Problem requirements - Whenever a line of the entries below holds the string "BlockSize", copy that line and return it.

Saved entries
▬▬▬▬▬▬
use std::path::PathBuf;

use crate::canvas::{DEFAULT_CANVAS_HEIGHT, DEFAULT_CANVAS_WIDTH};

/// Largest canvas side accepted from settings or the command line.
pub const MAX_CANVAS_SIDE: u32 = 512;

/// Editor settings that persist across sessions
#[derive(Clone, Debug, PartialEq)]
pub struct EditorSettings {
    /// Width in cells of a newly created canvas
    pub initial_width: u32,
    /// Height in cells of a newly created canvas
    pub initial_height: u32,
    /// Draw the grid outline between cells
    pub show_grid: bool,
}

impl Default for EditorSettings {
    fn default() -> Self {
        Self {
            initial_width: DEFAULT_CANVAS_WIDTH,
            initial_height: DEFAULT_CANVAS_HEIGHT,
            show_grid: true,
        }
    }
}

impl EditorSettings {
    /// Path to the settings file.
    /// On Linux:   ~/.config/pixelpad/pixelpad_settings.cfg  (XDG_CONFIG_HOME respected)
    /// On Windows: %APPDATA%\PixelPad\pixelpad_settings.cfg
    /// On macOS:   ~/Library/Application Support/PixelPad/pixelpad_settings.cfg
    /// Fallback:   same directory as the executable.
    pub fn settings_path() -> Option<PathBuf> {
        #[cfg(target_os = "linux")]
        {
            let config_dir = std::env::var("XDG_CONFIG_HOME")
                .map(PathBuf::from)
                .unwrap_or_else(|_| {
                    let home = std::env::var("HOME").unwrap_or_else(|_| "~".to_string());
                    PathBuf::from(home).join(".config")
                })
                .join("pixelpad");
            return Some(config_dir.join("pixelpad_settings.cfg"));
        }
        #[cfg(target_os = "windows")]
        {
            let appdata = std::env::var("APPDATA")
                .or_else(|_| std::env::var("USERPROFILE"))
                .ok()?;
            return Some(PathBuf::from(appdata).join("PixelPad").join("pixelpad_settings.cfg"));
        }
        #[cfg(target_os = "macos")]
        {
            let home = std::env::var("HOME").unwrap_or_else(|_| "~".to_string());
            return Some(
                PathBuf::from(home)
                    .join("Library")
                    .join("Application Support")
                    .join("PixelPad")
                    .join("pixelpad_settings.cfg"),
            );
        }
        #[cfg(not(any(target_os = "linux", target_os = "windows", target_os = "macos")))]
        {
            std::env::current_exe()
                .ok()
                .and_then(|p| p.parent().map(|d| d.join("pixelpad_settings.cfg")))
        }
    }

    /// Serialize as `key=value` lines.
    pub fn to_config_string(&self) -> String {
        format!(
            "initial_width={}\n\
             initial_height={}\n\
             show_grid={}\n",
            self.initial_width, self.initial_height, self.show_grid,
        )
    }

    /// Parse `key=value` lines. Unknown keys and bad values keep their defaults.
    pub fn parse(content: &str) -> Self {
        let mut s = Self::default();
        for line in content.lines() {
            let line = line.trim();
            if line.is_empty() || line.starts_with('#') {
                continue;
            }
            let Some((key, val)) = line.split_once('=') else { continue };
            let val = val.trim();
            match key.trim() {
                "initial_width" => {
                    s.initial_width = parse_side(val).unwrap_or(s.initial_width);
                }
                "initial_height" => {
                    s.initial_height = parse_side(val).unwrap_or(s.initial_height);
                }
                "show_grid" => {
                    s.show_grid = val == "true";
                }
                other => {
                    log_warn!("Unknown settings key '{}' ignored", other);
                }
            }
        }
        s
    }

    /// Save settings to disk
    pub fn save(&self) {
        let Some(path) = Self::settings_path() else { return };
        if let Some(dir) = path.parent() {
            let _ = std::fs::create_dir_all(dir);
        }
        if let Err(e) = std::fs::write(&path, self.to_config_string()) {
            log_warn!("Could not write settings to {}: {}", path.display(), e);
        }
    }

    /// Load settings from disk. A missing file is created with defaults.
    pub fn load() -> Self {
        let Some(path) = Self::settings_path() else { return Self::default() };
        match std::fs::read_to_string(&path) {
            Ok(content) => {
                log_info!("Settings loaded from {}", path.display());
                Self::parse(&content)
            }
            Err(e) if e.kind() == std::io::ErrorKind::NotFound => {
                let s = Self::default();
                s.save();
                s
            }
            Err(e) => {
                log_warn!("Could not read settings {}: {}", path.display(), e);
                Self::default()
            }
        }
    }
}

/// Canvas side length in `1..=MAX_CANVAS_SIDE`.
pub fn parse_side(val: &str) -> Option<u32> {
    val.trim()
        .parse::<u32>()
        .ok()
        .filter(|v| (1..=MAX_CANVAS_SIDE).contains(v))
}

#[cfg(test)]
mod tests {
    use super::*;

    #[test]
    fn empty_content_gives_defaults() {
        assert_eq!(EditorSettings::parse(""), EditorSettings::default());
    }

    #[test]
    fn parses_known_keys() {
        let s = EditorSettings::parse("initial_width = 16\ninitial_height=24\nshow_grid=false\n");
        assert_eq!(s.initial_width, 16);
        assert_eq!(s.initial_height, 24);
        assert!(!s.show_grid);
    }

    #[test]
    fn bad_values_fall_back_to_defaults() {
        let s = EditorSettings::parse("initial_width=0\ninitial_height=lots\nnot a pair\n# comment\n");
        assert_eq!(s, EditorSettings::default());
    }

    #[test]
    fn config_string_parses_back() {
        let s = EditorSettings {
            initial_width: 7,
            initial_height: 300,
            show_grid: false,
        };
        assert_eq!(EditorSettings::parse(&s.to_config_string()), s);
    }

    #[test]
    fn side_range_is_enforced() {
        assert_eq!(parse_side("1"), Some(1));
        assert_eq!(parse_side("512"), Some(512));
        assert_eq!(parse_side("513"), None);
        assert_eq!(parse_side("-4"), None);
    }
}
▬▬▬▬▬▬
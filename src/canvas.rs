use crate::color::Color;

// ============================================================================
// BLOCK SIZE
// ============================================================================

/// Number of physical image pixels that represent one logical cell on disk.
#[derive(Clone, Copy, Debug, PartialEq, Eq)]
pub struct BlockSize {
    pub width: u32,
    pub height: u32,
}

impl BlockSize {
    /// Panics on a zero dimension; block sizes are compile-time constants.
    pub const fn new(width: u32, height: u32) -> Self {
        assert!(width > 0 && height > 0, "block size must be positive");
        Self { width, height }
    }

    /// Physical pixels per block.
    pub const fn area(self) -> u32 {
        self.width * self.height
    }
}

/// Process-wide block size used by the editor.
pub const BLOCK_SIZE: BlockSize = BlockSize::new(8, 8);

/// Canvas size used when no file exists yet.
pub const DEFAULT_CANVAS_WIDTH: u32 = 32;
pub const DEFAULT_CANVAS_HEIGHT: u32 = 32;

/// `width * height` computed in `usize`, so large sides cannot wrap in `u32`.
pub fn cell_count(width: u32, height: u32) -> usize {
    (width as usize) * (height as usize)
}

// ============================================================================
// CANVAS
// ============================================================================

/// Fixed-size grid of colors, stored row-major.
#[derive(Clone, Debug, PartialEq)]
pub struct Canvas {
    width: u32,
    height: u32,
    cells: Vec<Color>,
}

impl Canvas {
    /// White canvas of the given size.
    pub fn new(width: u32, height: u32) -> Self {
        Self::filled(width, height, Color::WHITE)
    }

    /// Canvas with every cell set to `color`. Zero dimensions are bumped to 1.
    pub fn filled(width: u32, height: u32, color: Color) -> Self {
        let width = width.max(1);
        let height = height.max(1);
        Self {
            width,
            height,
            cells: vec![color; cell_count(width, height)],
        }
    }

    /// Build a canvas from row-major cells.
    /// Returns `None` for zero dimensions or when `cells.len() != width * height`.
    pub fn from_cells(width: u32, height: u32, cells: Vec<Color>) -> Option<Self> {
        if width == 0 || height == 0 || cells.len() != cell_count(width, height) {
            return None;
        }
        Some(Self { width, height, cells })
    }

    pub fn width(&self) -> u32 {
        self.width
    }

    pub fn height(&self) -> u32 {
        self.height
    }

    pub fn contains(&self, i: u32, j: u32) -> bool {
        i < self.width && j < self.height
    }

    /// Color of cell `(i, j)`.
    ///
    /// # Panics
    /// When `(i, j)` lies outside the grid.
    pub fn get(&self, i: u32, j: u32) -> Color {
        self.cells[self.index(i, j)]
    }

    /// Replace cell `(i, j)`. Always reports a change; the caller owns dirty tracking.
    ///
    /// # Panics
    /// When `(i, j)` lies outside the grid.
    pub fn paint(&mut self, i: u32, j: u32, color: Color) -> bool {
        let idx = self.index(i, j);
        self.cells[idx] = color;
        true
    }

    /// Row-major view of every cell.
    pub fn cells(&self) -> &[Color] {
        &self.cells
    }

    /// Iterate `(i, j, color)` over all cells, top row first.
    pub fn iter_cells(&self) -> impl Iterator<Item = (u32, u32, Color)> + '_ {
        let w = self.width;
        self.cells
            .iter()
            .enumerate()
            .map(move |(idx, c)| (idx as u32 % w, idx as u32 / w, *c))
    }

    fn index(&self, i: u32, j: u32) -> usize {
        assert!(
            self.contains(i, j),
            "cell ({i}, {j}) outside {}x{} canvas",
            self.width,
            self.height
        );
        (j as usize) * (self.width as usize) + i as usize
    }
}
▬▬▬▬▬▬
Your response -
pub struct BlockSize {
impl BlockSize {
pub const BLOCK_SIZE: BlockSize = BlockSize::new(8, 8);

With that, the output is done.